When I start the engine in the morning, I get this metal bearing like noise for about 1 minute, then it disappears. This first started in the winter, but now happens all the time. BMW Toronto has looked at it 4 times already (last year) under warranty and this is what they have done:
1st Time: Changed hydraulic tensioner pulley and both belts
2nd Time: Fixed Steering Pump leak
3rd Time: Changed other pulley wheel/guide as it felt "rough" when manually spinning it. Oh and at this time the car jockey kid smashed my rear bumper with another customer's car. Long story, but they had to repaint bumper.

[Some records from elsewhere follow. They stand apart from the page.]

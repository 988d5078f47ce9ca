use crate::error::VkResult;

use ash::vk;
use ash::Device;

/// CPU/GPU handshake state for one in-flight frame.
///
/// The fence starts signaled so the first wait on a fresh slot returns
/// immediately. Command buffers are owned per slot and re-recorded every
/// frame, so they survive swapchain rebuilds untouched.
pub(super) struct FrameSlot {
    pub fence: vk::Fence,
    pub image_available: vk::Semaphore,
    pub work_finished: vk::Semaphore,
    pub command_buffer: vk::CommandBuffer,
}

pub(super) unsafe fn create_slots(
    device: &Device,
    command_pool: vk::CommandPool,
    count: usize,
) -> VkResult<Vec<FrameSlot>> {
    let command_buffers = device.allocate_command_buffers(
        &vk::CommandBufferAllocateInfo::default()
            .command_pool(command_pool)
            .level(vk::CommandBufferLevel::PRIMARY)
            .command_buffer_count(count as u32),
    )?;

    let mut slots = Vec::with_capacity(count);
    for cmd in command_buffers {
        let fence = device.create_fence(
            &vk::FenceCreateInfo::default().flags(vk::FenceCreateFlags::SIGNALED),
            None,
        )?;
        let image_available = device.create_semaphore(&vk::SemaphoreCreateInfo::default(), None)?;
        let work_finished = device.create_semaphore(&vk::SemaphoreCreateInfo::default(), None)?;

        slots.push(FrameSlot {
            fence,
            image_available,
            work_finished,
            command_buffer: cmd,
        });
    }
    Ok(slots)
}

pub(super) unsafe fn destroy_slots(device: &Device, slots: &mut Vec<FrameSlot>) {
    for slot in slots.drain(..) {
        device.destroy_fence(slot.fence, None);
        device.destroy_semaphore(slot.image_available, None);
        device.destroy_semaphore(slot.work_finished, None);
    }
}
use ash::vk;
use ash::{Device, Entry};
use std::ffi::CStr;

pub(super) unsafe fn has_instance_layer(entry: &Entry, name: &CStr) -> bool {
    let Ok(props) = entry.enumerate_instance_layer_properties() else {
        return false;
    };

    props.iter().any(|p| {
        let layer = CStr::from_ptr(p.layer_name.as_ptr());
        layer == name
    })
}

#[inline]
fn stage_access_for_layout(layout: vk::ImageLayout) -> (vk::PipelineStageFlags, vk::AccessFlags) {
    match layout {
        vk::ImageLayout::UNDEFINED => (
            vk::PipelineStageFlags::TOP_OF_PIPE,
            vk::AccessFlags::empty(),
        ),
        vk::ImageLayout::COLOR_ATTACHMENT_OPTIMAL => (
            vk::PipelineStageFlags::COLOR_ATTACHMENT_OUTPUT,
            vk::AccessFlags::COLOR_ATTACHMENT_WRITE,
        ),
        vk::ImageLayout::PRESENT_SRC_KHR => (
            vk::PipelineStageFlags::ALL_COMMANDS,
            vk::AccessFlags::MEMORY_READ,
        ),
        _ => (
            vk::PipelineStageFlags::ALL_COMMANDS,
            vk::AccessFlags::MEMORY_READ | vk::AccessFlags::MEMORY_WRITE,
        ),
    }
}

pub(super) fn transition_image(
    device: &Device,
    cmd: vk::CommandBuffer,
    img: vk::Image,
    old: vk::ImageLayout,
    new: vk::ImageLayout,
) {
    if old == new {
        return;
    }

    let (src_stage, src_access) = stage_access_for_layout(old);
    let (dst_stage, dst_access) = stage_access_for_layout(new);

    let barrier = vk::ImageMemoryBarrier::default()
        .old_layout(old)
        .new_layout(new)
        .src_access_mask(src_access)
        .dst_access_mask(dst_access)
        .image(img)
        .subresource_range(
            vk::ImageSubresourceRange::default()
                .aspect_mask(vk::ImageAspectFlags::COLOR)
                .base_mip_level(0)
                .level_count(1)
                .base_array_layer(0)
                .layer_count(1),
        );

    unsafe {
        device.cmd_pipeline_barrier(
            cmd,
            src_stage,
            dst_stage,
            vk::DependencyFlags::empty(),
            &[],
            &[],
            &[barrier],
        );
    }
}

4th Time: They replaced my alternator
The service rep Mark W was great, but the techs and that kid were a disaster. They promised that this will still be covered under warranty, but I refused to go back as that entire experience was so horrible. If they fixed it the first time, the rear bumper would not have been smashed
Basically, I start my car and the metal screeching noise comes on. If I reverse out of garage, it goes away until I stop in my driveway still in reverse and it comes back. After the first minute, it's gone and will not return until the next morning start. Personally, I suspected either alternator or water pump - water pump still original. Because it only happens for 1 minute, it is hard to diagnose and I can live with it (for 1.5 years), but I'm just wondering if it could be something serious that might go and leave me stranded somewhere.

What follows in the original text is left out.